May has owned several cars, including a Bentley T2, a 1971 Rolls-Royce Corniche, a Jaguar XJS, a Range Rover, a Fiat Panda, a Datsun 120Y, a Porsche 911, a Porsche Boxster S (which he claims is the first car he has ever purchased new) a Mini Cooper and several motorbikes. He has a penchant for prestige cars like Rolls-Royces and Bentleys, as well as simple and basic cars such as the Fiat Panda and uses a Brompton folding bicycle for commuting.

He obtained a light aircraft pilot’s licence in October 2006 having trained at White Waltham Airfield. Although he had not qualified for night flying at the time, he was still able to fly a Cessna 182 in a Top Gear challenge with Richard Hammond as a passenger. He owns a Luscombe 8A ‘Silvaire’ and an American Champion 8KCAB Super Decathlon with the registration number G-OCOK, a play on his trademark phrase used on Top Gear. In July 2008, May announced on a radio show that he was selling the Luscombe. He passed his driving test on his second attempt, and justified this by saying “All the best people pass the second time”.

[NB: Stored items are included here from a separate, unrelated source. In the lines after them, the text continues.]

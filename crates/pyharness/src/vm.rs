//! RustPython plumbing for the sandbox worker.
//!
//! Every RustPython API call in the crate lives here. A [`PyInterp`] is built
//! once on its worker thread and serves every request that worker handles.
//! Per request it:
//! - swaps in a stdout/stderr capture and an `input()` bound to the run's
//!   [`InputSource`], and swaps the originals back afterwards even on error
//! - compiles through the worker's [`CompileCache`] and executes in a fresh
//!   `__main__` scope, so no globals leak from one run into the next
//! - renders failures as Python-style tracebacks against the `<exec>` file
//!
//! ## Import guard
//!
//! `builtins.__import__` is replaced once, right after the interpreter has
//! initialised (it does not exist yet inside `Interpreter::with_init`). Imports
//! issued from code whose `__name__` is `__main__` must name an allowed module;
//! imports issued by stdlib modules themselves pass through untouched.
//!
//! ## Termination
//!
//! Each interpreter listens on a user-signal channel, checked between
//! bytecode instructions. [`interrupt_signal`] raises `KeyboardInterrupt`
//! there, so even a loop that never calls a builtin unwinds. The termination
//! flag covers the native side: once it is raised, `print` and `input`
//! refuse to run.
//!
//! ## Recursion
//!
//! The recursion limit is fixed at [`RECURSION_LIMIT`] and
//! `sys.setrecursionlimit` is clamped to it, so runaway recursion ends in a
//! `RecursionError` well before the worker's native stack runs out.

use std::collections::HashSet;
use std::path::Path;
use std::sync::atomic::{AtomicBool, Ordering};
use std::sync::{Arc, Mutex};

use rustpython_vm::{
    builtins::{PyBaseExceptionRef, PyCode},
    compiler::{CompileError, Mode},
    function::FuncArgs,
    signal::{UserSignal, UserSignalReceiver},
    AsObject, Interpreter, PyObjectRef, PyRef, PyResult, VirtualMachine,
};

use crate::cache::CompileCache;
use crate::output::{CaptureBuffer, Stream};
use crate::stdin::InputSource;
use crate::types::SandboxSettings;

/// File name reported in tracebacks and syntax errors.
pub(crate) const SOURCE_NAME: &str = "<exec>";

/// Deepest Python call nesting allowed in learner code. Sized against the
/// worker thread's stack.
pub(crate) const RECURSION_LIMIT: usize = 1_000;

/// A loaded interpreter plus the per-worker state that goes with it.
pub(crate) struct PyInterp {
    // Dropped before the interpreter that owns the code objects.
    compiled: CompileCache<PyRef<PyCode>>,
    inner: Interpreter,
}

/// Inputs of a single run.
pub(crate) struct RunContext<'a> {
    pub code: &'a str,
    pub capture: CaptureBuffer,
    pub input: InputSource,
    pub terminated: Arc<AtomicBool>,
}

/// Host directories that may hold the pure-Python half of the stdlib.
fn stdlib_search_paths(settings: &SandboxSettings) -> Vec<String> {
    if !settings.stdlib_paths.is_empty() {
        return settings.stdlib_paths.clone();
    }
    let mut candidates = Vec::new();
    for prefix in ["/usr/local/lib", "/usr/lib"] {
        for minor in (9..=13).rev() {
            candidates.push(format!("{prefix}/python3.{minor}"));
        }
    }
    candidates.push("/usr/lib/python3".to_owned());
    candidates
        .into_iter()
        .filter(|p| Path::new(p).is_dir())
        .collect()
}

/// Load an interpreter configured from `settings`.
///
/// This is the expensive step the worker reports "ready" after. Signals
/// sent to the sender paired with `interrupts` run inside learner code.
pub(crate) fn build_interpreter(settings: &SandboxSettings, interrupts: UserSignalReceiver) -> PyInterp {
    let mut vm_settings = rustpython_vm::Settings::default();
    vm_settings.path_list.extend(stdlib_search_paths(settings));

    let inner = Interpreter::with_init(vm_settings, |vm| {
        vm.add_native_modules(rustpython_stdlib::get_module_inits());
        vm.set_user_signal_channel(interrupts);
    });

    let allowed: Arc<HashSet<String>> =
        Arc::new(settings.allowed_modules.iter().cloned().collect());
    inner.enter(|vm| {
        vm.recursion_limit.set(RECURSION_LIMIT);
        install_recursion_cap(vm);
        install_import_guard(vm, allowed);
    });

    PyInterp {
        compiled: CompileCache::new(settings.compile_cache_size),
        inner,
    }
}

/// Run `ctx.code` to completion. `Ok` carries captured stdout, `Err` the
/// rendered error text.
pub(crate) fn run_code(interp: &mut PyInterp, ctx: RunContext<'_>) -> Result<String, String> {
    let PyInterp { compiled, inner } = interp;
    let RunContext {
        code,
        capture,
        input,
        terminated,
    } = ctx;

    inner.enter(|vm| {
        let saved = Redirection::install(vm, &capture, input, &terminated);

        let outcome = compiled
            .get_or_try_insert_with(code, || {
                vm.compile(code, Mode::Exec, SOURCE_NAME.to_owned())
                    .map_err(render_syntax_error)
            })
            .and_then(|code_obj| {
                let scope = vm.new_scope_with_builtins();
                let _ = scope
                    .globals
                    .set_item("__name__", vm.ctx.new_str("__main__").into(), vm);
                vm.run_code_obj(code_obj, scope)
                    .map(drop)
                    .map_err(|exc| render_exception(vm, &exc))
            });

        saved.restore(vm);
        outcome.map(|()| capture.stdout())
    })
}

/// Names currently in `sys.modules`.
pub(crate) fn loaded_modules(interp: &PyInterp) -> HashSet<String> {
    interp.inner.enter(|vm| module_names(vm).into_iter().collect())
}

/// Drop every `sys.modules` entry that is not in `baseline`.
pub(crate) fn forget_modules_since(interp: &PyInterp, baseline: &HashSet<String>) {
    interp.inner.enter(|vm| {
        let Ok(modules) = vm.sys_module.get_attr("modules", vm) else {
            return;
        };
        for name in module_names(vm) {
            if !baseline.contains(&name) {
                let _ = vm.call_method(&modules, "__delitem__", (vm.ctx.new_str(name),));
            }
        }
    });
}

// ── Private helpers ───────────────────────────────────────────────────────────

/// The objects a run temporarily replaces.
struct Redirection {
    stdout: Option<PyObjectRef>,
    stderr: Option<PyObjectRef>,
    input: Option<PyObjectRef>,
}

impl Redirection {
    fn install(
        vm: &VirtualMachine,
        capture: &CaptureBuffer,
        input: InputSource,
        terminated: &Arc<AtomicBool>,
    ) -> Self {
        let saved = Self {
            stdout: vm.sys_module.get_attr("stdout", vm).ok(),
            stderr: vm.sys_module.get_attr("stderr", vm).ok(),
            input: vm.builtins.get_attr("input", vm).ok(),
        };

        let stdout = capture_stream(vm, capture.clone(), Stream::Stdout, Arc::clone(terminated));
        let stderr = capture_stream(vm, capture.clone(), Stream::Stderr, Arc::clone(terminated));
        let input = input_function(vm, capture.clone(), input, Arc::clone(terminated));
        let _ = vm.sys_module.set_attr("stdout", stdout, vm);
        let _ = vm.sys_module.set_attr("stderr", stderr, vm);
        let _ = vm.builtins.set_attr("input", input, vm);
        saved
    }

    fn restore(self, vm: &VirtualMachine) {
        if let Some(stdout) = self.stdout {
            let _ = vm.sys_module.set_attr("stdout", stdout, vm);
        }
        if let Some(stderr) = self.stderr {
            let _ = vm.sys_module.set_attr("stderr", stderr, vm);
        }
        if let Some(input) = self.input {
            let _ = vm.builtins.set_attr("input", input, vm);
        }
    }
}

fn interrupted(vm: &VirtualMachine) -> PyBaseExceptionRef {
    vm.new_exception_msg(
        vm.ctx.exceptions.keyboard_interrupt.to_owned(),
        "execution terminated".to_owned(),
    )
}

/// Delivered through a worker's signal channel to stop whatever it runs.
pub(crate) fn interrupt_signal() -> UserSignal {
    Box::new(|vm: &VirtualMachine| Err(interrupted(vm)))
}

fn first_arg_text(args: &FuncArgs, vm: &VirtualMachine) -> String {
    args.args
        .first()
        .filter(|o| !vm.is_none(o))
        .and_then(|o| o.str(vm).ok())
        .map(|s| s.as_str().to_owned())
        .unwrap_or_default()
}

/// A file-like namespace whose `write` appends to `capture`.
fn capture_stream(
    vm: &VirtualMachine,
    capture: CaptureBuffer,
    stream: Stream,
    terminated: Arc<AtomicBool>,
) -> PyObjectRef {
    let write = vm.new_function(
        "write",
        move |args: FuncArgs, vm: &VirtualMachine| -> PyResult<PyObjectRef> {
            if terminated.load(Ordering::Relaxed) {
                return Err(interrupted(vm));
            }
            let text = first_arg_text(&args, vm);
            capture
                .write(stream, text.as_bytes())
                .map_err(|overflow| vm.new_runtime_error(overflow.to_string()))?;
            Ok(vm.ctx.new_int(text.chars().count()).into())
        },
    );
    let flush = vm.new_function(
        "flush",
        |_args: FuncArgs, vm: &VirtualMachine| -> PyResult<PyObjectRef> { Ok(vm.ctx.none()) },
    );

    let ns = vm.new_module("<capture>", vm.ctx.new_dict(), None);
    let _ = ns.set_attr("write", write, vm);
    let _ = ns.set_attr("flush", flush, vm);
    let _ = ns.set_attr("closed", vm.ctx.new_bool(false), vm);
    let _ = ns.set_attr("encoding", vm.ctx.new_str("utf-8"), vm);
    ns.into()
}

/// Replacement for `builtins.input`. The prompt is echoed to stdout before
/// the source is consulted.
fn input_function(
    vm: &VirtualMachine,
    capture: CaptureBuffer,
    source: InputSource,
    terminated: Arc<AtomicBool>,
) -> PyObjectRef {
    let source = Mutex::new(source);
    vm.new_function(
        "input",
        move |args: FuncArgs, vm: &VirtualMachine| -> PyResult<PyObjectRef> {
            if terminated.load(Ordering::Relaxed) {
                return Err(interrupted(vm));
            }
            let prompt = first_arg_text(&args, vm);
            if !prompt.is_empty() {
                capture
                    .write(Stream::Stdout, prompt.as_bytes())
                    .map_err(|overflow| vm.new_runtime_error(overflow.to_string()))?;
            }
            let line = source
                .lock()
                .expect("input source mutex poisoned")
                .read(&prompt);
            match line {
                Some(line) => Ok(vm.ctx.new_str(line).into()),
                None => Err(vm.new_exception_msg(
                    vm.ctx.exceptions.eof_error.to_owned(),
                    "EOF when reading a line".to_owned(),
                )),
            }
        },
    )
    .into()
}

/// `true` when the import was issued from learner code rather than from
/// inside a stdlib module.
fn imported_by_learner(args: &FuncArgs, vm: &VirtualMachine) -> bool {
    let Some(globals) = args.args.get(1).filter(|g| !vm.is_none(g)) else {
        return true;
    };
    vm.call_method(globals, "get", (vm.ctx.new_str("__name__"),))
        .ok()
        .filter(|name| !vm.is_none(name))
        .and_then(|name| name.str(vm).ok())
        .map_or(true, |name| name.as_str() == "__main__")
}

/// `collections.abc` is allowed when `collections` is.
pub(crate) fn module_allowed(name: &str, allowed: &HashSet<String>) -> bool {
    let top_level = name.split('.').next().unwrap_or(name);
    allowed.contains(name) || allowed.contains(top_level)
}

fn install_import_guard(vm: &VirtualMachine, allowed: Arc<HashSet<String>>) {
    let Ok(original) = vm.builtins.get_attr("__import__", vm) else {
        return;
    };

    let guard = vm.new_function(
        "__import__",
        move |args: FuncArgs, vm: &VirtualMachine| -> PyResult<PyObjectRef> {
            let name = first_arg_text(&args, vm);
            if imported_by_learner(&args, vm) && !module_allowed(&name, &allowed) {
                return Err(vm.new_import_error(
                    format!("module '{name}' is not available in the sandbox"),
                    vm.ctx.new_str(name),
                ));
            }
            original.call(args, vm)
        },
    );
    let _ = vm.builtins.set_attr("__import__", guard, vm);
}

/// Replace `sys.setrecursionlimit` with a version that never goes past
/// [`RECURSION_LIMIT`].
fn install_recursion_cap(vm: &VirtualMachine) {
    let Ok(original) = vm.sys_module.get_attr("setrecursionlimit", vm) else {
        return;
    };
    let capped = vm.new_function(
        "setrecursionlimit",
        move |args: FuncArgs, vm: &VirtualMachine| -> PyResult<PyObjectRef> {
            let Some(requested) = args.args.first().cloned() else {
                return original.call(args, vm);
            };
            let limit = requested.try_into_value::<i64>(vm)?.min(RECURSION_LIMIT as i64);
            original.call((vm.ctx.new_int(limit),), vm)
        },
    );
    let _ = vm.sys_module.set_attr("setrecursionlimit", capped, vm);
}

fn module_names(vm: &VirtualMachine) -> Vec<String> {
    let mut names = Vec::new();
    let Ok(modules) = vm.sys_module.get_attr("modules", vm) else {
        return names;
    };
    let Ok(keys) = vm.call_method(&modules, "keys", ()) else {
        return names;
    };
    let Ok(iter) = vm.call_method(&keys, "__iter__", ()) else {
        return names;
    };
    // Ends on StopIteration.
    while let Ok(key) = vm.call_method(&iter, "__next__", ()) {
        if let Ok(name) = key.str(vm) {
            names.push(name.as_str().to_owned());
        }
    }
    names
}

fn render_syntax_error(err: CompileError) -> String {
    let (line, _column) = err.python_location();
    format!("  File \"{SOURCE_NAME}\", line {line}\nSyntaxError: {err}\n")
}

fn render_exception(vm: &VirtualMachine, exc: &PyBaseExceptionRef) -> String {
    let mut rendered = String::new();
    if vm.write_exception(&mut rendered, exc).is_ok() && !rendered.is_empty() {
        return rendered;
    }
    exc.as_object()
        .str(vm)
        .map(|s| s.as_str().to_owned())
        .unwrap_or_else(|_| "Unknown error".to_owned())
}

// ── Tests ─────────────────────────────────────────────────────────────────────
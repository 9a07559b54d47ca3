//! Test cases as served with a question page.
//!
//! A test case either appends code to the learner's program (function,
//! debugging and Parsons questions) or feeds the program lines of input
//! (program questions). Which one is decided by the question type when the
//! page is loaded, never per test case.

use std::collections::HashSet;

use serde::{Deserialize, Serialize};

use crate::error::LoadError;
use crate::types::{ExecutionRequest, ExecutionResult, FailureKind};

/// How test cases drive the learner's code.
#[derive(Debug, Clone, Copy, PartialEq, Eq, Serialize, Deserialize)]
#[serde(rename_all = "snake_case")]
pub enum InputMode {
    /// Append test code to the learner's code and run the result.
    CodeCompletion,
    /// Run the learner's code with the test input on stdin.
    Program,
}

/// A test case exactly as it appears in page data.
#[derive(Debug, Clone, PartialEq, Eq, Serialize, Deserialize)]
pub struct RawTestCase {
    pub id: u64,
    #[serde(default)]
    pub number: u32,
    #[serde(default)]
    pub test_code: Option<String>,
    #[serde(default)]
    pub test_input: Option<String>,
    #[serde(default)]
    pub expected_output: String,
}

#[derive(Debug, Clone, PartialEq, Eq, Serialize, Deserialize)]
#[serde(tag = "mode", rename_all = "snake_case")]
pub enum TestCaseKind {
    CodeCompletion { append_code: String },
    Program { stdin_lines: Vec<String> },
}

/// One test case together with the outcome of its latest run.
#[derive(Debug, Clone, PartialEq, Eq, Serialize)]
pub struct TestCase {
    id: u64,
    number: u32,
    kind: TestCaseKind,
    expected_output: String,
    received_output: String,
    runtime_error: bool,
    failure: Option<FailureKind>,
    passed: bool,
}

impl TestCase {
    pub fn new(id: u64, number: u32, kind: TestCaseKind, expected_output: impl Into<String>) -> Self {
        Self {
            id,
            number,
            kind,
            expected_output: expected_output.into(),
            received_output: String::new(),
            runtime_error: false,
            failure: None,
            passed: false,
        }
    }

    /// A code-completion case that appends `test_code`. The id doubles as the
    /// display number; ids past `u32::MAX` sort last.
    pub fn code_completion(id: u64, test_code: impl Into<String>, expected_output: impl Into<String>) -> Self {
        let kind = TestCaseKind::CodeCompletion {
            append_code: test_code.into(),
        };
        Self::new(id, number_from_id(id), kind, expected_output)
    }

    /// A program case fed from `test_input`, one line per `input()` call.
    pub fn program(id: u64, test_input: &str, expected_output: impl Into<String>) -> Self {
        let kind = TestCaseKind::Program {
            stdin_lines: test_input.lines().map(str::to_owned).collect(),
        };
        Self::new(id, number_from_id(id), kind, expected_output)
    }

    /// Resolve page data against the question's input mode.
    pub fn resolve(raw: RawTestCase, mode: InputMode) -> Result<Self, LoadError> {
        let kind = match mode {
            InputMode::CodeCompletion => match raw.test_code {
                Some(append_code) => TestCaseKind::CodeCompletion { append_code },
                None => {
                    return Err(LoadError::MismatchedTestCase {
                        id: raw.id,
                        question_type: "code-completion",
                        expected_field: "test_code",
                    })
                }
            },
            InputMode::Program => match raw.test_input {
                Some(input) => TestCaseKind::Program {
                    stdin_lines: input.lines().map(str::to_owned).collect(),
                },
                None => {
                    return Err(LoadError::MismatchedTestCase {
                        id: raw.id,
                        question_type: "program",
                        expected_field: "test_input",
                    })
                }
            },
        };
        Ok(Self::new(raw.id, raw.number, kind, raw.expected_output))
    }

    pub fn id(&self) -> u64 {
        self.id
    }

    pub fn number(&self) -> u32 {
        self.number
    }

    pub fn kind(&self) -> &TestCaseKind {
        &self.kind
    }

    pub fn expected_output(&self) -> &str {
        &self.expected_output
    }

    /// Output of the latest run, or its error message.
    pub fn received_output(&self) -> &str {
        &self.received_output
    }

    pub fn runtime_error(&self) -> bool {
        self.runtime_error
    }

    pub fn failure(&self) -> Option<FailureKind> {
        self.failure
    }

    pub fn passed(&self) -> bool {
        self.passed
    }

    /// Forget the latest run.
    pub fn reset(&mut self) {
        self.received_output.clear();
        self.runtime_error = false;
        self.failure = None;
        self.passed = false;
    }

    /// The program to run for this case.
    pub fn request(&self, user_code: &str, timeout_ms: u64) -> ExecutionRequest {
        match &self.kind {
            TestCaseKind::CodeCompletion { append_code } => {
                ExecutionRequest::function(format!("{user_code}\n{append_code}"), timeout_ms)
            }
            TestCaseKind::Program { stdin_lines } => {
                ExecutionRequest::program(user_code, stdin_lines.clone(), timeout_ms)
            }
        }
    }

    /// Record a run's outcome and classify it.
    pub fn record(&mut self, result: &ExecutionResult) {
        self.received_output = result.received_text().to_owned();
        self.runtime_error = result.runtime_error();
        self.failure = result.failure;
        self.passed = classify(&self.expected_output, &self.received_output, self.runtime_error);
    }
}

fn number_from_id(id: u64) -> u32 {
    u32::try_from(id).unwrap_or(u32::MAX)
}

/// Outputs match when they are equal after dropping trailing whitespace.
pub fn outputs_match(expected: &str, received: &str) -> bool {
    expected.trim_end() == received.trim_end()
}

/// A case passes when outputs match and the run raised nothing.
pub fn classify(expected: &str, received: &str, runtime_error: bool) -> bool {
    !runtime_error && outputs_match(expected, received)
}

/// Resolve and order a page's test cases: by `number`, then by `id`.
pub fn load_test_cases(raw: Vec<RawTestCase>, mode: InputMode) -> Result<Vec<TestCase>, LoadError> {
    let mut seen = HashSet::new();
    let mut cases = Vec::with_capacity(raw.len());
    for raw_case in raw {
        if !seen.insert(raw_case.id) {
            return Err(LoadError::DuplicateId(raw_case.id));
        }
        cases.push(TestCase::resolve(raw_case, mode)?);
    }
    cases.sort_by_key(|case| (case.number, case.id));
    Ok(cases)
}

// ── Tests ─────────────────────────────────────────────────────────────────────
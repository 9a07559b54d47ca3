//! Sandbox worker: one interpreter on one dedicated thread.
//!
//! The interpreter is `!Send`, so it is built on the worker thread and never
//! leaves it. The owning side talks to the thread over two channels:
//! [`WorkerRequest`]s in and [`WorkerEvent`]s out. Each execute request is
//! tagged with a sequence number, and the reply carries the same tag so a
//! late reply from an abandoned request can be told apart from the current
//! one.
//!
//! ## Lifecycle
//!
//! ```text
//! Uninitialized --initialize--> Initializing --ready--> Ready <--> Busy
//!        any state --terminate / fault / disconnect--> Terminated
//! ```
//!
//! A terminated worker is never reused; the coordinator builds a new one.
//! Terminating raises a shared flag, drops the request channel and hands the
//! thread to a reaper that keeps sending the interpreter an interrupt until
//! the thread has exited. Learner code that is still running raises
//! `KeyboardInterrupt` at its next bytecode instruction.
//!
//! The thread runs on a [`WORKER_STACK_SIZE`] stack, enough for the
//! interpreter's recursion limit.

use std::any::Any;
use std::panic::{self, AssertUnwindSafe};
use std::sync::atomic::{AtomicBool, Ordering};
use std::sync::mpsc::{self, Receiver, RecvTimeoutError, Sender};
use std::sync::Arc;
use std::thread::{self, JoinHandle};
use std::time::{Duration, Instant};

use rustpython_vm::signal::{user_signal_channel, UserSignalReceiver, UserSignalSender};

use serde::{Deserialize, Serialize};
use tracing::{debug, info, warn};

use crate::error::WorkerError;
use crate::output::CaptureBuffer;
use crate::stdin::{InputSource, Prompter};
use crate::types::{ExecutionRequest, SandboxSettings};
use crate::vm::{build_interpreter, forget_modules_since, interrupt_signal, loaded_modules, run_code, RunContext};

/// Native stack of a worker thread.
pub const WORKER_STACK_SIZE: usize = 256 * 1024 * 1024;

/// How often an abandoned worker is interrupted again while it winds down.
const INTERRUPT_RETRY: Duration = Duration::from_millis(25);

/// How long the reaper keeps interrupting before giving up on a thread.
const REAPER_PATIENCE: Duration = Duration::from_secs(30);

// ── Protocol ──────────────────────────────────────────────────────────────────

/// Input lines for a program-mode request.
#[derive(Debug, Clone, Default, PartialEq, Eq, Serialize, Deserialize)]
pub struct ProgramInput {
    pub test_input_list: Vec<String>,
}

/// Payload of an execute request.
#[derive(Debug, Clone, PartialEq, Eq, Serialize, Deserialize)]
pub struct ExecuteMessage {
    pub user_code: String,
    #[serde(default, skip_serializing_if = "Option::is_none")]
    pub test_case: Option<ProgramInput>,
    /// Program mode: serve `input()` from `test_case`.
    #[serde(default, alias = "isProgram")]
    pub program: bool,
}

impl From<&ExecutionRequest> for ExecuteMessage {
    fn from(request: &ExecutionRequest) -> Self {
        Self {
            user_code: request.user_code.clone(),
            test_case: request.stdin_lines.clone().map(|test_input_list| ProgramInput {
                test_input_list,
            }),
            program: request.is_program(),
        }
    }
}

#[derive(Debug, Clone, Copy, PartialEq, Eq, Serialize, Deserialize)]
#[serde(rename_all = "lowercase")]
pub enum ControlKind {
    Ready,
    Ping,
}

/// A message produced by the worker, in its JSON shape.
///
/// `{"type":"ready"}` is a control message; `{"output": ...}` and
/// `{"error": ...}` are execution replies.
#[derive(Debug, Clone, PartialEq, Eq, Serialize, Deserialize)]
#[serde(untagged)]
pub enum WorkerMessage {
    Control {
        #[serde(rename = "type")]
        kind: ControlKind,
    },
    Reply {
        #[serde(default, skip_serializing_if = "Option::is_none")]
        output: Option<String>,
        #[serde(default, skip_serializing_if = "Option::is_none")]
        error: Option<String>,
    },
}
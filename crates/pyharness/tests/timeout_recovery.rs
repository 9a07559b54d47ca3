//! Timeouts: a run that never yields is abandoned at the deadline, its
//! worker is replaced, and the next run succeeds on the fresh worker. The
//! abandoned worker's thread is interrupted and exits.

use std::time::{Duration, Instant};

use pyharness::{Coordinator, ExecutionRequest, FailureKind, SandboxSettings};

#[test]
fn test_infinite_loop_times_out_and_recovers() {
    let mut c = Coordinator::new(SandboxSettings::default());
    c.warm_up().expect("worker starts");

    let started = Instant::now();
    let result = c.run_one(&ExecutionRequest::function("while True:\n    pass", 1_000));
    let elapsed = started.elapsed();

    assert_eq!(
        result.error.as_deref(),
        Some("Timeout: Code execution exceeded 1 second")
    );
    assert!(result.runtime_error());
    assert_eq!(result.failure, Some(FailureKind::Timeout));
    assert!(elapsed < Duration::from_millis(1_000 + 500), "took {elapsed:?}");

    let next = c.run_one(&ExecutionRequest::function("print(1)", 1_000));
    assert_eq!(next.output.as_deref(), Some("1\n"), "got {next:?}");
    assert_eq!(c.workers_spawned(), 2);
}

/// A loop that prints is interrupted on its next write once abandoned.
#[test]
fn test_printing_loop_times_out() {
    let mut c = Coordinator::new(SandboxSettings::default());
    c.warm_up().expect("worker starts");

    let result = c.run_one(&ExecutionRequest::function("i = 0\nwhile True:\n    i += 1\n    print(i)", 300));
    assert_eq!(
        result.error.as_deref(),
        Some("Timeout: Code execution exceeded 300 milliseconds")
    );

    let next = c.run_one(&ExecutionRequest::function("print('alive')", 1_000));
    assert_eq!(next.output.as_deref(), Some("alive\n"));
}

#[test]
fn test_liveness_after_recovery() {
    let mut c = Coordinator::new(SandboxSettings::default());
    c.warm_up().expect("worker starts");
    let _ = c.run_one(&ExecutionRequest::function("while True:\n    pass", 200));
    c.liveness().expect("replacement answers pings");
}

fn wait_for_retired_workers(c: &mut Coordinator) -> usize {
    let deadline = Instant::now() + Duration::from_secs(5);
    while c.lingering_workers() > 0 && Instant::now() < deadline {
        std::thread::sleep(Duration::from_millis(20));
    }
    c.lingering_workers()
}

#[test]
fn test_abandoned_busy_loops_stop() {
    let mut c = Coordinator::new(SandboxSettings::default());
    c.warm_up().expect("worker starts");

    for _ in 0..3 {
        let result = c.run_one(&ExecutionRequest::function("while True:\n    pass", 300));
        assert_eq!(result.failure, Some(FailureKind::Timeout));
    }
    assert_eq!(c.workers_spawned(), 4);
    assert_eq!(wait_for_retired_workers(&mut c), 0, "abandoned workers still spinning");

    let next = c.run_one(&ExecutionRequest::function("print('still here')", 1_000));
    assert_eq!(next.output.as_deref(), Some("still here\n"));
}

#[test]
fn test_unbounded_recursion_is_a_runtime_error() {
    let mut c = Coordinator::new(SandboxSettings::default());
    c.warm_up().expect("worker starts");

    let result = c.run_one(&ExecutionRequest::function("def f(n):\n    return f(n + 1)\nf(0)", 20_000));
    let error = result.error.as_deref().unwrap_or_default();
    assert!(error.contains("RecursionError"), "got {result:?}");
    assert!(result.runtime_error());
    assert_eq!(result.failure, Some(FailureKind::UserCode));

    let next = c.run_one(&ExecutionRequest::function("print(1)", 1_000));
    assert_eq!(next.output.as_deref(), Some("1\n"), "got {next:?}");
    assert_eq!(c.workers_spawned(), 1);
}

Radio and television career

His past television credits include presenting Driven on Channel 4 in 1998-1999, narrating an eight part BBC One series called Road Rage School, and co-hosting the ITV1 coverage of the 2006 London Boat Show.

He also wrote and presented a Christmas special called James May’s Top Toys (for BBC One) exploring the toys of his childhood. This list was followed up the next year by a sequel of sorts, broadcast on BBC Two, entitled James May: My Sister’s Top Toys, this time attempting to investigate the gender divide of toy appeal.

He first co-presented Top Gear in 1999, before it was axed by the BBC owing to poor viewing figures. He rejoined the show in the second series of the present Top Gear format, where he earned the nickname “Captain Slow” owing to his “careful” driving style. Despite this nickname, he has done some especially high-speed driving, including on Top Gear Series 9 taking a Bugatti Veyron to its top speed of 253mph (407km/h) which is nearly one-third of the speed of sound at sea level. He also flew a Eurofighter Typhoon at a speed of around 1320 mph for his television programme, James May’s 20th Century. He also became one of the first people – with co-presenter Jeremy Clarkson and an Icelandic support crew – to travel to the magnetic North Pole in a car (a modified Toyota Hilux) and also one of the first people to drive across the Makgadikgadi salt pans in Botswana. In late 2006, the BBC broadcast Oz and James’s Big Wine Adventure, a series in which May, a committed bitter drinker, travelled around France with wine expert Oz Clarke. A second series was transmitted in late 2007, this time with May and Clarke in the Californian wine country, and was followed by a third series in 2009 called Oz and James Drink to Britain.

He has also presented a documentary for Sky about sharks called Inside Killer Sharks and a series looking at inventions and discoveries during the twentieth century, entitled James May’s 20th Century.

In late 2008, the BBC broadcast James May’s Big Ideas, a three-part series in which May travelled around the globe in search of implementations for concepts widely considered science fiction.